Il decreto prevede che, durante la fase transitoria, scuole ed enti locali adottino misure di compensazione del rischio: piani di evacuazione rafforzati, riduzione della capienza di alcune aule, presidio aggiuntivo nelle zone critiche. Di fatto, molti edifici rimarranno parzialmente non sicuri per tutta la durata della fase transitoria, fino al 31 dicembre 2027. Sono gli stessi ambienti in cui studenti e lavoratori trascorrono mediamente mille ore all’anno.

La gara Consip e’ uno strumento operativo utile: standardizza la progettazione e abbatte la burocrazia per gli enti locali. Ma per trasformare i progetti in cantieri concreti servono risorse che l’accordo quadro non fornisce.

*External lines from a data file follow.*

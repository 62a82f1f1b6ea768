//! Connection lifecycle shared between the manager and the reconnect timer.
//!
//! The disconnect callback runs inside the read pump task, so everything
//! it touches lives in the clonable [`WsContext`] instead of behind
//! `&ConnectionManager`.

use std::pin::Pin;
use std::sync::Arc;
use std::sync::atomic::{AtomicBool, Ordering};

use tokio::sync::Mutex;
use tokio_util::sync::CancellationToken;
use tracing::{debug, info, warn};

use airview_protocol::TelemetryFrame;

use crate::subscribers::Subscribers;
use crate::types::{ConnectionState, ReconnectConfig};
use crate::ws_client::WsClient;

/// Shared connection state.
#[derive(Clone)]
pub(crate) struct WsContext {
    /// Currently configured endpoint. The reconnect timer reads this at
    /// fire time, so a URL change while a retry is pending wins.
    pub(crate) url: Arc<std::sync::RwLock<String>>,
    pub(crate) ws_client: Arc<Mutex<Option<WsClient>>>,
    pub(crate) state: Arc<std::sync::RwLock<ConnectionState>>,
    pub(crate) status_subs: Subscribers<ConnectionState>,
    pub(crate) data_subs: Subscribers<TelemetryFrame>,
    /// Cancel token for the pending reconnect timer, if any. One slot:
    /// at most one timer is ever pending.
    pub(crate) reconnect_cancel: Arc<std::sync::Mutex<Option<CancellationToken>>>,
    /// Set while a close is user-initiated, so the disconnect callback
    /// won't schedule a reconnect.
    pub(crate) intentional_close: Arc<AtomicBool>,
    pub(crate) reconnect: ReconnectConfig,
}

impl WsContext {
    pub(crate) fn new(reconnect: ReconnectConfig) -> Self {
        Self {
            url: Arc::new(std::sync::RwLock::new(String::new())),
            ws_client: Arc::new(Mutex::new(None)),
            state: Arc::new(std::sync::RwLock::new(ConnectionState::Disconnected)),
            status_subs: Subscribers::new(),
            data_subs: Subscribers::new(),
            reconnect_cancel: Arc::new(std::sync::Mutex::new(None)),
            intentional_close: Arc::new(AtomicBool::new(false)),
            reconnect,
        }
    }
}

/// Updates the connection state and notifies status subscribers.
pub(crate) fn set_state(ctx: &WsContext, new_state: ConnectionState) {
    *ctx.state.write().unwrap() = new_state;
    ctx.status_subs.emit(&new_state);
}

/// Cancels the pending reconnect timer, if any.
pub(crate) fn cancel_pending_reconnect(
    reconnect_cancel: &std::sync::Mutex<Option<CancellationToken>>,
) {
    if let Ok(mut guard) = reconnect_cancel.lock()
        && let Some(token) = guard.take()
    {
        token.cancel();
    }
}

/// Schedules a reconnect after the configured delay. Single-flight: if a
/// timer is already pending this is a no-op. Returns whether a new timer
/// was scheduled.
pub(crate) fn schedule_reconnect(ctx: &WsContext) -> bool {
    let token = {
        let Ok(mut guard) = ctx.reconnect_cancel.lock() else {
            return false;
        };
        if guard.is_some() {
            return false;
        }
        let token = CancellationToken::new();
        *guard = Some(token.clone());
        token
    };

    let ctx = ctx.clone();
    tokio::spawn(async move {
        tokio::select! {
            _ = token.cancelled() => {
                debug!("reconnect cancelled");
                return;
            }
            _ = tokio::time::sleep(ctx.reconnect.delay) => {}
        }

        // Release the slot before dialing so a failed attempt can
        // schedule the next timer.
        if let Ok(mut guard) = ctx.reconnect_cancel.lock() {
            *guard = None;
        }
        if token.is_cancelled() {
            return;
        }

        // Read the URL now, not at schedule time: a connect() issued
        // while the timer was pending retargets the retry.
        let url = ctx.url.read().unwrap().clone();
        info!(%url, "reconnecting");
        connect_inner(ctx.clone(), url).await;
    });
    true
}

/// Wires the data and disconnect callbacks onto a fresh client.
pub(crate) async fn setup_ws_callbacks(client: &WsClient, ctx: &WsContext) {
    let data_subs = ctx.data_subs.clone();
    client
        .set_frame_callback(Box::new(move |frame| {
            data_subs.emit(&frame);
        }))
        .await;

    let transport_error = client.transport_error();
    let ctx_dc = ctx.clone();
    client
        .set_disconnect_callback(Box::new(move || {
            if ctx_dc.intentional_close.load(Ordering::Relaxed) {
                set_state(&ctx_dc, ConnectionState::Disconnected);
                return;
            }

            // Drop the dead client so nothing holds the old socket.
            if let Ok(mut guard) = ctx_dc.ws_client.try_lock() {
                *guard = None;
            }

            if transport_error.load(Ordering::Relaxed) {
                set_state(&ctx_dc, ConnectionState::Error);
            }
            set_state(&ctx_dc, ConnectionState::Disconnected);
            schedule_reconnect(&ctx_dc);
        }))
        .await;
}

/// Tears down any live session and dials `url`.
///
/// Boxed future: the reconnect timer spawned from the disconnect callback
/// calls back into this function, which would otherwise make the future
/// type recursive.
pub(crate) fn connect_inner(
    ctx: WsContext,
    url: String,
) -> Pin<Box<dyn Future<Output = ()> + Send>> {
    Box::pin(async move {
        // Already connected or dialing the same endpoint: nothing to do.
        {
            let state = *ctx.state.read().unwrap();
            let same_url = *ctx.url.read().unwrap() == url;
            if same_url
                && matches!(
                    state,
                    ConnectionState::Connected | ConnectionState::Connecting
                )
            {
                return;
            }
        }

        // Tear down the previous session. The flag keeps its close event
        // from scheduling a reconnect against the old URL.
        ctx.intentional_close.store(true, Ordering::Relaxed);
        cancel_pending_reconnect(&ctx.reconnect_cancel);
        if let Some(client) = ctx.ws_client.lock().await.take() {
            client.clear_callbacks().await;
            client.close().await;
        }

        *ctx.url.write().unwrap() = url.clone();
        ctx.intentional_close.store(false, Ordering::Relaxed);
        set_state(&ctx, ConnectionState::Connecting);

        match WsClient::connect(&url).await {
            Ok(client) => {
                // A disconnect() issued while the dial was in flight wins.
                // The flag is checked under the client lock, which
                // disconnect() also takes: either it set the flag before
                // this check (the new session is dropped unseen), or it
                // blocks here until the session is installed and then
                // tears it down before returning.
                let mut guard = ctx.ws_client.lock().await;
                if ctx.intentional_close.load(Ordering::Relaxed) {
                    drop(guard);
                    client.close().await;
                    debug!(%url, "dial finished after disconnect, dropping session");
                    return;
                }
                setup_ws_callbacks(&client, &ctx).await;
                *guard = Some(client);
                set_state(&ctx, ConnectionState::Connected);
                info!(%url, "connected to telemetry source");
            }
            Err(e) => {
                if ctx.intentional_close.load(Ordering::Relaxed) {
                    debug!(%url, "dial failed after disconnect, staying down");
                    return;
                }
                warn!(%url, error = %e, "connection failed");
                set_state(&ctx, ConnectionState::Error);
                schedule_reconnect(&ctx);
            }
        }
    })
}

Con oltre un milione di lavoratori scolastici e sette milioni di studenti che frequentano questi edifici ogni giorno, il finanziamento dei lavori e’ la vera variabile critica del percorso verso il 31 dicembre 2027.

Pubblicato il: 30 aprile 2026 alle ore 16:46

Domande frequenti

Cosa copre esattamente la gara Consip da 98 milioni di euro?

La gara Consip finanzia esclusivamente i servizi professionali di progettazione tecnica per l’adeguamento antincendio delle scuole, come rilievi, progettazione, coordinamento sicurezza e pratiche ai Vigili del fuoco. Non copre invece i lavori materiali di adeguamento degli edifici.

Chi paga i lavori di adeguamento antincendio nelle scuole?

La spesa per i veri lavori di adeguamento ricade interamente sui bilanci di comuni e province, poiché non esiste un fondo nazionale dedicato a questi interventi. Gli enti locali devono reperire risorse proprie o accedere a fondi strutturali europei.

Quali sono le principali scadenze previste dal decreto per la messa a norma antincendio delle scuole?

Entro l’8 gennaio 2027 ogni scuola deve presentare una SCIA con le misure minime già attuate, mentre il completamento degli adeguamenti strutturali deve avvenire entro il 31 dicembre 2027, con una seconda SCIA di conformità finale.

Cosa succede nelle scuole durante la fase transitoria fino al completamento degli adeguamenti?

Durante la fase transitoria, scuole ed enti locali devono adottare misure di compensazione del rischio, come piani di evacuazione rafforzati e riduzione della capienza delle aule. Tuttavia, molti edifici rimarranno parzialmente non sicuri fino al 31 dicembre 2027.

Perché la gara Consip è considerata uno strumento utile ma non risolutivo?

La gara Consip standardizza la progettazione e semplifica la burocrazia per gli enti locali, ma da sola non garantisce la realizzazione dei lavori. La vera criticità resta il reperimento dei fondi per trasformare i progetti in cantieri concreti.